▶ **WORK TASK**
Stop after the line containing "use crate::report_violation;"; retype every line of the data before it exactly, starting from the first.

▶ **DATA SHOWN**

[Start of Attachment]

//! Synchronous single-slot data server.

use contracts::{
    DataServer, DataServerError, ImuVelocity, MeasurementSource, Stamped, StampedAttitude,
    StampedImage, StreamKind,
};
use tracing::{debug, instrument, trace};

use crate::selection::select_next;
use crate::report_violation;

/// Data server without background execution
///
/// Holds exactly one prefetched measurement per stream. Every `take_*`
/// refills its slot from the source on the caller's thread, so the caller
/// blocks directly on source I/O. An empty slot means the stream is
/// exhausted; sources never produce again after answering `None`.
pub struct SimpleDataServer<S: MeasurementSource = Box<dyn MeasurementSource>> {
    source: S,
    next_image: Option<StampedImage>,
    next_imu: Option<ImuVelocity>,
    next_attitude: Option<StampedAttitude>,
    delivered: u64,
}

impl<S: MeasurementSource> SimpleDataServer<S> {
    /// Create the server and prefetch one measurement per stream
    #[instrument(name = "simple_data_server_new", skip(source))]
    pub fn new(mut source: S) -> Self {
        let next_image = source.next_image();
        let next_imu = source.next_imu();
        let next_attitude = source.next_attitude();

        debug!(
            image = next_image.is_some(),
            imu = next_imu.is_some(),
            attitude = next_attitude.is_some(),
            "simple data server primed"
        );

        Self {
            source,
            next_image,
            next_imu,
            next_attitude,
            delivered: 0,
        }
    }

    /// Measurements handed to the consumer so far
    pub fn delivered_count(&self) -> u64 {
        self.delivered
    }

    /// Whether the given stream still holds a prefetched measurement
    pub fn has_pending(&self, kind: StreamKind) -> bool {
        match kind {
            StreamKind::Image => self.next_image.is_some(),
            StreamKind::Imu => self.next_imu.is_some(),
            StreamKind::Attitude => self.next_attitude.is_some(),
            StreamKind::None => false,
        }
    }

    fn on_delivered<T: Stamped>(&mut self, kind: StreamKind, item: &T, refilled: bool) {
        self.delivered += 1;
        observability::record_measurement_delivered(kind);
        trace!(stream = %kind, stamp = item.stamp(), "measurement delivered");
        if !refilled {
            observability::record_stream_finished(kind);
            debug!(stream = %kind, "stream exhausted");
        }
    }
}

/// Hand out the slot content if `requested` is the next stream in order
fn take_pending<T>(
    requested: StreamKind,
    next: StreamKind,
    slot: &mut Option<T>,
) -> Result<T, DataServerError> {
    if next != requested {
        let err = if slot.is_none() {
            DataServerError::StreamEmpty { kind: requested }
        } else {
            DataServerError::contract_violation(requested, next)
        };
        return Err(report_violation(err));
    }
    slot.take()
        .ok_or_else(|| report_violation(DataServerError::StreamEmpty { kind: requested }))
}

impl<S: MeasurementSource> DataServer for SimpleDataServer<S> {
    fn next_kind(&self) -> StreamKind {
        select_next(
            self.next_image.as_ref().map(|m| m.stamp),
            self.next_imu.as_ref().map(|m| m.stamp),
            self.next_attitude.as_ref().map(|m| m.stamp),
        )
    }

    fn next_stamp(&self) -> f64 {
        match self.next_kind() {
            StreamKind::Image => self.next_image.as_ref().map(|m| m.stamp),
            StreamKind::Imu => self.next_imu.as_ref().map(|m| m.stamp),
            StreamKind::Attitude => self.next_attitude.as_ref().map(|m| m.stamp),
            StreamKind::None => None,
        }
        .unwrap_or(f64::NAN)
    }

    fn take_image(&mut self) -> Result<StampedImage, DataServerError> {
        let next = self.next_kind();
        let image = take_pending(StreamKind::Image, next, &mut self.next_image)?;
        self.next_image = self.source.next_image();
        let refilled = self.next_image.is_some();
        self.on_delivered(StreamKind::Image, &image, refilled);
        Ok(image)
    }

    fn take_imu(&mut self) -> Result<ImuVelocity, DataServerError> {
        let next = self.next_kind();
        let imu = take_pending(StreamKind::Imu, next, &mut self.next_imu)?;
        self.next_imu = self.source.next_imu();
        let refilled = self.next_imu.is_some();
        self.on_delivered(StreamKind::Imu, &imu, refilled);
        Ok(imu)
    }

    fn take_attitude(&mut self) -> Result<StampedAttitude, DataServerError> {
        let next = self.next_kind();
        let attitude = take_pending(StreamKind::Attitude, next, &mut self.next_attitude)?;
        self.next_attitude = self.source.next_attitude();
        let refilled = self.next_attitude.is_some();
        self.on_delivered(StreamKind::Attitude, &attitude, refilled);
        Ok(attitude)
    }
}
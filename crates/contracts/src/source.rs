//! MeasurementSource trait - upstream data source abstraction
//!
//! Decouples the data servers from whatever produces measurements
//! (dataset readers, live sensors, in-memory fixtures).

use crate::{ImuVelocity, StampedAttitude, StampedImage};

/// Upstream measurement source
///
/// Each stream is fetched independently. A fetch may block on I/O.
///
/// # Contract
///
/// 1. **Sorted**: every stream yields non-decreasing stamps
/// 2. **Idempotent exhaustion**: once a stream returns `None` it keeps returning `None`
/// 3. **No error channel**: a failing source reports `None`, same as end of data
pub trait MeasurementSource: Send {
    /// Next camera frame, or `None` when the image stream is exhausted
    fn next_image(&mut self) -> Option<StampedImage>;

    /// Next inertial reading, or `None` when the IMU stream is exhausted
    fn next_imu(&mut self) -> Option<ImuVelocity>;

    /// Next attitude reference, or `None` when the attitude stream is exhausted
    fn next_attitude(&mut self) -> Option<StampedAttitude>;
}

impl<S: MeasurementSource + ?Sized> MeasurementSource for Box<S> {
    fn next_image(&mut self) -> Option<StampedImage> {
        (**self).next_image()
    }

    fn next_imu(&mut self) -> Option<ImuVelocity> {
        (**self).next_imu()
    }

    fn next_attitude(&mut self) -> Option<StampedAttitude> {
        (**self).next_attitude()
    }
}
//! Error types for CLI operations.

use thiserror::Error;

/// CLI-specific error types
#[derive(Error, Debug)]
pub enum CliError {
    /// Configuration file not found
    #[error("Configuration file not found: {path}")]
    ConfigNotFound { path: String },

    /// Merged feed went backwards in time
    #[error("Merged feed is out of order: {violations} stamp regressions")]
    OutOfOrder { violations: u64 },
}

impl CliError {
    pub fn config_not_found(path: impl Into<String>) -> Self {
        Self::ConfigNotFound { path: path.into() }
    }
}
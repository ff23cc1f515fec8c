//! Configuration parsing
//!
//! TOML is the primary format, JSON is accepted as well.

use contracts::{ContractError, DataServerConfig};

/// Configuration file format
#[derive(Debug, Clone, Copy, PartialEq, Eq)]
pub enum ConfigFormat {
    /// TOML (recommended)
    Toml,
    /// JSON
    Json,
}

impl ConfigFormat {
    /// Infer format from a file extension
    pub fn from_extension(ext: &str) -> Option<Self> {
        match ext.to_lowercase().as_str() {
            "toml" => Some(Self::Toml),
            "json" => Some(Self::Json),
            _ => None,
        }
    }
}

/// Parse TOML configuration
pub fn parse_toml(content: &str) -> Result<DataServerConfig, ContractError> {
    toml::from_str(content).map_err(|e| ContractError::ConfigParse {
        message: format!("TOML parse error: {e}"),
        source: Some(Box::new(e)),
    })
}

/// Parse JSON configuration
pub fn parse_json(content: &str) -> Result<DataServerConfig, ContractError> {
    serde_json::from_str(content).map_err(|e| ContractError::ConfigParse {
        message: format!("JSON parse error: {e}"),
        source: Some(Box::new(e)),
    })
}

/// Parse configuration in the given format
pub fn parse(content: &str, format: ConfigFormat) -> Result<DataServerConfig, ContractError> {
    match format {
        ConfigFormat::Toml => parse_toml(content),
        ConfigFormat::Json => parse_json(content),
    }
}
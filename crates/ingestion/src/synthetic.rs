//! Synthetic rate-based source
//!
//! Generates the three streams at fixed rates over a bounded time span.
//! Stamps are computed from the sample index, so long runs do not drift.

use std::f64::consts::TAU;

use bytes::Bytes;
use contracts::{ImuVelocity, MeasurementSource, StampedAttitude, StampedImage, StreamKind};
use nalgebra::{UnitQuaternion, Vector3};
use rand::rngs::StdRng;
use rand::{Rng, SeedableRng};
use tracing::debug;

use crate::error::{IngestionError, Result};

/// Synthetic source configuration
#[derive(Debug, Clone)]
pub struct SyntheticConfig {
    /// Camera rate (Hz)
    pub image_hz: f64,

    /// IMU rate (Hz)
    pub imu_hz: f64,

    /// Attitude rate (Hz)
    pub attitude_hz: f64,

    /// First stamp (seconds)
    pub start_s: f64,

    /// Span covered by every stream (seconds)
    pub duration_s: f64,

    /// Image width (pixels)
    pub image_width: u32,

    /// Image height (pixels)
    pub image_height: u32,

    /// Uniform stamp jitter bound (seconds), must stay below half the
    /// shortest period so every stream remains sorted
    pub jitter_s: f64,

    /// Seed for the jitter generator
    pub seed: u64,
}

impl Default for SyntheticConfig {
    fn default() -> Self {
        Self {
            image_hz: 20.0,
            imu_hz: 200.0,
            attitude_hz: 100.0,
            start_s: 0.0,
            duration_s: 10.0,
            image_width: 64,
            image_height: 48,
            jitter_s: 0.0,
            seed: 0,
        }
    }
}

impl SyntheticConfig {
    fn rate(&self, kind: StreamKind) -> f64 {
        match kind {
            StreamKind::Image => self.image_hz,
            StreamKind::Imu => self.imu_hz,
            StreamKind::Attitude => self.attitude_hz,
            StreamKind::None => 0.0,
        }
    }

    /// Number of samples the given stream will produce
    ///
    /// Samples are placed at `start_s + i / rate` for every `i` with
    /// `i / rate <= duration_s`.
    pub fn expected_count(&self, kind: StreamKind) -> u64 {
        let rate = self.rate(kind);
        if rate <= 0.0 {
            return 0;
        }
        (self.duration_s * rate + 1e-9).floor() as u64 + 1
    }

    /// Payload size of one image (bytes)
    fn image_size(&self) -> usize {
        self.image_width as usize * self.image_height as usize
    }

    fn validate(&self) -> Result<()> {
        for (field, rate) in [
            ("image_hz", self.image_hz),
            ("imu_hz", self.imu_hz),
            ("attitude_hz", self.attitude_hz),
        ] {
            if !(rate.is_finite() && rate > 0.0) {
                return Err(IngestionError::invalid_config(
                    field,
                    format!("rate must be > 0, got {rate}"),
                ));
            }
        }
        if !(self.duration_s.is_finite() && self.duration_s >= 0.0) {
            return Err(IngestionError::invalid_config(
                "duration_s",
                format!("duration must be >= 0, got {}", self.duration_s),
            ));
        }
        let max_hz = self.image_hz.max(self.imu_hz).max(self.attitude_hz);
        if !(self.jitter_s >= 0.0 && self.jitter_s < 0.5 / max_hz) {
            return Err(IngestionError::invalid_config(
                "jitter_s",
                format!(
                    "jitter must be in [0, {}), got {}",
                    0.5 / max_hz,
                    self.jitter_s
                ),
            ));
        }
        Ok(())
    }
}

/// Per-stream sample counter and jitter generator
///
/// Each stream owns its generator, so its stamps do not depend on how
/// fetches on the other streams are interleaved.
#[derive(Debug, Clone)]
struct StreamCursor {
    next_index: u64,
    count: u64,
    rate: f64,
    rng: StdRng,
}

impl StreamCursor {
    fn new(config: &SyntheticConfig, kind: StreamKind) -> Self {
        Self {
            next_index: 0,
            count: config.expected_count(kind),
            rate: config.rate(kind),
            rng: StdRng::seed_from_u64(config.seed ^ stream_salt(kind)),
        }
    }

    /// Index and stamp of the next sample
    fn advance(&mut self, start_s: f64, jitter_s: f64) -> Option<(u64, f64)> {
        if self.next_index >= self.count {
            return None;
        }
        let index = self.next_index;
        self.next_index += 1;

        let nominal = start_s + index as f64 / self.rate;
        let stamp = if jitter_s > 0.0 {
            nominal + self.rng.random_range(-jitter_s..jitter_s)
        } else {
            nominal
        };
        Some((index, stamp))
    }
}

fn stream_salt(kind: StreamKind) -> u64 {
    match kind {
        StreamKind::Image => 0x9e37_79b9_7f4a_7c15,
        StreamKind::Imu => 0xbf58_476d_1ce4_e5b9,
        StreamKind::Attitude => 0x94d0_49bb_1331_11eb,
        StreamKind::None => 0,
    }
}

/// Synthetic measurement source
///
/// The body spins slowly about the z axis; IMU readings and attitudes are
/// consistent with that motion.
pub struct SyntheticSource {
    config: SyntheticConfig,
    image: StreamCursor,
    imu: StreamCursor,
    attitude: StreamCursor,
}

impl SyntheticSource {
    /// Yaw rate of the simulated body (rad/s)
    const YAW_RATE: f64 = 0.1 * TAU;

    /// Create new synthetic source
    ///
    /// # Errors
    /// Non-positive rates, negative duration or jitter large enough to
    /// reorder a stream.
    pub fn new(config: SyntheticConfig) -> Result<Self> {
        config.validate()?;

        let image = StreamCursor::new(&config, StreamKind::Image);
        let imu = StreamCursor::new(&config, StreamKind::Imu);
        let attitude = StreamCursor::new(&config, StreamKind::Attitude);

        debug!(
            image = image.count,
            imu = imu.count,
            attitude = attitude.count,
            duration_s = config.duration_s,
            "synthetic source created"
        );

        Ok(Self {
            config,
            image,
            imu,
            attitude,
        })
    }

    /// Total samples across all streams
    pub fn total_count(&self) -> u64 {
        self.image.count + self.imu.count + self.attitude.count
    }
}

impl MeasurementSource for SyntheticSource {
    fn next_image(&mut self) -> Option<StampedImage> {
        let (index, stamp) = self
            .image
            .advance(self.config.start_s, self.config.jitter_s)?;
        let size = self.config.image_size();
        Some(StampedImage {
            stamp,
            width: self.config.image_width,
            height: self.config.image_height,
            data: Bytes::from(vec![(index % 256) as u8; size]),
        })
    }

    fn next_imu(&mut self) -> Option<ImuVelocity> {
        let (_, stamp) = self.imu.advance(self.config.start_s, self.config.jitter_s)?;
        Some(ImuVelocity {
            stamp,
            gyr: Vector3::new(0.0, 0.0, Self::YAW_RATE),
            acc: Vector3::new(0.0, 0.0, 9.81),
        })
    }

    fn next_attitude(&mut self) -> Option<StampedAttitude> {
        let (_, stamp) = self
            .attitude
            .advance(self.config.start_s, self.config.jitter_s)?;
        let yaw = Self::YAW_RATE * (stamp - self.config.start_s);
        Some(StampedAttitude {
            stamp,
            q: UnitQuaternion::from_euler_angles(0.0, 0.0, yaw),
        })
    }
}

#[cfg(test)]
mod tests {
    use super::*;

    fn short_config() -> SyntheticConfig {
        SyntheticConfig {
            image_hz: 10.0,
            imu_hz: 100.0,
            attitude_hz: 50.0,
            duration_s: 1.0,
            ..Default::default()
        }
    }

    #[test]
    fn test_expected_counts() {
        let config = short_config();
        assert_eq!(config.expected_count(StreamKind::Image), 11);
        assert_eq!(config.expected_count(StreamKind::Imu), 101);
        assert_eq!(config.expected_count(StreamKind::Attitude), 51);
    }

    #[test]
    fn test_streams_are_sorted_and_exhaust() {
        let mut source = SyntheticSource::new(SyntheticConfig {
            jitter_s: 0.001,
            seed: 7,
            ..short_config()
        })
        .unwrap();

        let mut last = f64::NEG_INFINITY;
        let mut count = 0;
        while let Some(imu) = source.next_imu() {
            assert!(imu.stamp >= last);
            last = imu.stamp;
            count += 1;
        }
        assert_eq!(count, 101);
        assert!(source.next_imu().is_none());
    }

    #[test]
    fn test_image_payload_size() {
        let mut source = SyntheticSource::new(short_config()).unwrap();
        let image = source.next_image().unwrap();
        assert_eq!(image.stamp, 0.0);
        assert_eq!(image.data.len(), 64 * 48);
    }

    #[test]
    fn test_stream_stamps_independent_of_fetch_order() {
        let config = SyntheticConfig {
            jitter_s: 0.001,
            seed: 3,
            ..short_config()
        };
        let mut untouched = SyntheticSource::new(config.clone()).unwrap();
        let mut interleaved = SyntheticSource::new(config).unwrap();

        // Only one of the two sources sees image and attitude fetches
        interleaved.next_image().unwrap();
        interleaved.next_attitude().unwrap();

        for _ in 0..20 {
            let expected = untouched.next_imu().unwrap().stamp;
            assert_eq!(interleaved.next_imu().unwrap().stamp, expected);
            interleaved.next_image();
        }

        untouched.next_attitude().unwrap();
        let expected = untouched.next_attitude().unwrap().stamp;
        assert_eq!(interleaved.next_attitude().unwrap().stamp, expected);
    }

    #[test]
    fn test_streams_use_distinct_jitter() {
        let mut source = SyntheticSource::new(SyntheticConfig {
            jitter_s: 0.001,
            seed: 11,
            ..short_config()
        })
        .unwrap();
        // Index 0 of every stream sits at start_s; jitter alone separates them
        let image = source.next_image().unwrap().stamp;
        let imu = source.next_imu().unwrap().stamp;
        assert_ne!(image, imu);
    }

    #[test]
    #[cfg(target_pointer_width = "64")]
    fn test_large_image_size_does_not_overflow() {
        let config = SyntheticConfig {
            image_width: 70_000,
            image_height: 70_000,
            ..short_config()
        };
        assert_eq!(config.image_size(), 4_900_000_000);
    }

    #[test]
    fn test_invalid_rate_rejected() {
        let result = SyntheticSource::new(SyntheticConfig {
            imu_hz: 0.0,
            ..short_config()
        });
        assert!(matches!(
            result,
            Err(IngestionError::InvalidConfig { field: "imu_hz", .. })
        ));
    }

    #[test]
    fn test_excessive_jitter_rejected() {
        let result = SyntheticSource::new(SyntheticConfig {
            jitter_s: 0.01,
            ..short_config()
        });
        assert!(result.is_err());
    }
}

[End of Attachment]

▶ **RESPONSE AREA**
//! Synchronous single-slot data server.

use contracts::{
    DataServer, DataServerError, ImuVelocity, MeasurementSource, Stamped, StampedAttitude,
    StampedImage, StreamKind,
};
use tracing::{debug, instrument, trace};

use crate::selection::select_next;
use crate::report_violation;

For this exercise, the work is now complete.